A Nikkei Woman's Search for a Home in America

University Press of Colorado

Forced Out: A Nikkei Woman’s Search for a Home in America offers insight into “voluntary evacuation,” a little-known Japanese American experience during World War II, and the lasting effects of cultural trauma. Of the roughly 120,000 people forced from their homes by Executive Order 9066, around 5,000 were able to escape incarceration beforehand by fleeing inland. In a series of beautifully written essays, Judy Kawamoto recounts her family’s flight from their home in Washington to Wyoming, their later moves to Montana and Colorado, and the influence of those experiences on the rest of her life. Hers is a story shared by the many families who lost everything and had to start over in often suspicious and hostile environments.
 
Kawamoto vividly illustrates the details of her family’s daily life, the discrimination and financial hardship they experienced, and the isolation that came from experiencing the horrors of the 1940s very differently than many other Japanese Americans. Chapters address her personal and often unconscious reactions to her parents’ trauma, as well as her own subsequent travels around much of the world, exploring, learning, enjoying, but also unconsciously acting out a continual search for a home.
 
Showing how the impacts of traumatic events are collective and generational, Kawamoto draws
interconnections between her family’s displacement and later aspects of her life and juxtaposes the impact of her early experiences and questions of identity, culture, and assimilation. Forced Out will be of great interest to the general reader as well as students and scholars of ethnic studies, Asian American studies, history, education, and mental health.

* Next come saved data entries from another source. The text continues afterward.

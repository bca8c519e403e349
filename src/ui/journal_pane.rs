use crate::app::AppState;
use crate::domain::{JournalField, UiMode};
use crate::ui::styles::{border_style, hint_style, selected_style, title_style};
use ratatui::{
    layout::Rect,
    text::{Line, Span},
    widgets::{Block, Borders, Paragraph, Wrap},
    Frame,
};

/// Render the night-closure journal pane
pub fn render_journal_pane(f: &mut Frame, app: &AppState, area: Rect) {
    let is_editing = app.ui_mode == UiMode::EditingJournal;

    let title = if is_editing {
        " Night Closure — [Editing, Tab switches field] "
    } else {
        " Night Closure — Debrief "
    };

    let block = Block::default()
        .borders(Borders::ALL)
        .border_style(border_style())
        .title(Span::styled(title, title_style()));

    let mut lines: Vec<Line> = Vec::new();
    // Row offset of each field's first content line, for cursor placement
    let mut content_rows = [0usize; 3];

    for (idx, field) in JournalField::all().iter().enumerate() {
        let active = is_editing && *field == app.journal_field;
        let label_style = if active { selected_style() } else { hint_style() };
        lines.push(Line::from(Span::styled(field.label(), label_style)));
        content_rows[idx] = lines.len();

        let value = app.record.journal.field(*field);
        if value.is_empty() {
            lines.push(Line::raw(""));
        } else {
            for text_line in value.split('\n') {
                lines.push(Line::raw(text_line.to_string()));
            }
        }
    }

    let paragraph = Paragraph::new(lines)
        .block(block)
        .wrap(Wrap { trim: false });

    f.render_widget(paragraph, area);

    // Show cursor when editing
    if is_editing {
        let field_idx = JournalField::all()
            .iter()
            .position(|f| *f == app.journal_field)
            .unwrap_or(0);
        let value = app.record.journal.field(app.journal_field);
        let before_cursor = &value[..app.journal_cursor.min(value.len())];
        let line_number = before_cursor.matches('\n').count();
        let column = before_cursor
            .rsplit('\n')
            .next()
            .map(|l| l.chars().count())
            .unwrap_or(0);

        // Account for border (1 char) and the rows above this field
        let cursor_x = area.x + 1 + column as u16;
        let cursor_y = area.y + 1 + (content_rows[field_idx] + line_number) as u16;

        if cursor_x < area.x + area.width - 1 && cursor_y < area.y + area.height - 1 {
            f.set_cursor(cursor_x, cursor_y);
        }
    }
}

2022 Asian/Pacific American Award for Literature, Honor Title, Adult Non-Fiction Literature
2022 Evans Handcart Award Winner

‘The ambivalent positioning of the author and her family in relation to what is arguably the defining experience for Japanese Americans—the experience of incarceration—makes for a fascinating subject of reflection on what it means to be impacted by the traumas of history. The text is all the more compelling because the author herself is a mental health professional who situates herself as one in need of healing. In this way, the book is important as a thoughtful affirmation of the need for greater awareness of psychic and intergenerational trauma.’
Tim Yamamura, University of Northern Arizona
 
Forced Out covers a relatively overlooked aspect of this historical episode, making it an important resource for helping to fill in this gap. Moreover, it will be important for anyone interested in issues of racial and ethnic inequalities, civil liberties, culture and identity development, and trauma.’
—Patti Sakurai, Oregon State University
 
'Relatively little has been written by or about the voluntary evacuees and their experiences, which makes this book a welcome addition to the literature.'
CHOICE

Forced Out pays homage to [Kawamoto’s] parents' untold stories, a candid and personal retrospective that fills in gaps in this ‘backward glance through the time of my life’ and presents an uncommon aspect of Japanese Ameri­can wartime history.’
–Pacific Northwest Quarterly
Judy Y. Kawamoto is a retired psychotherapist. Her experience with the University of Colorado's Asian American Educational Opportunity Program led her to specialize in clinical social work in higher education. She has held positions in that capacity at various institutions, including University of California, Berkeley; Southern Oregon University; and City College of San Francisco, where she focused on exposing students of color to the benefits of therapy and encouraging them to participate.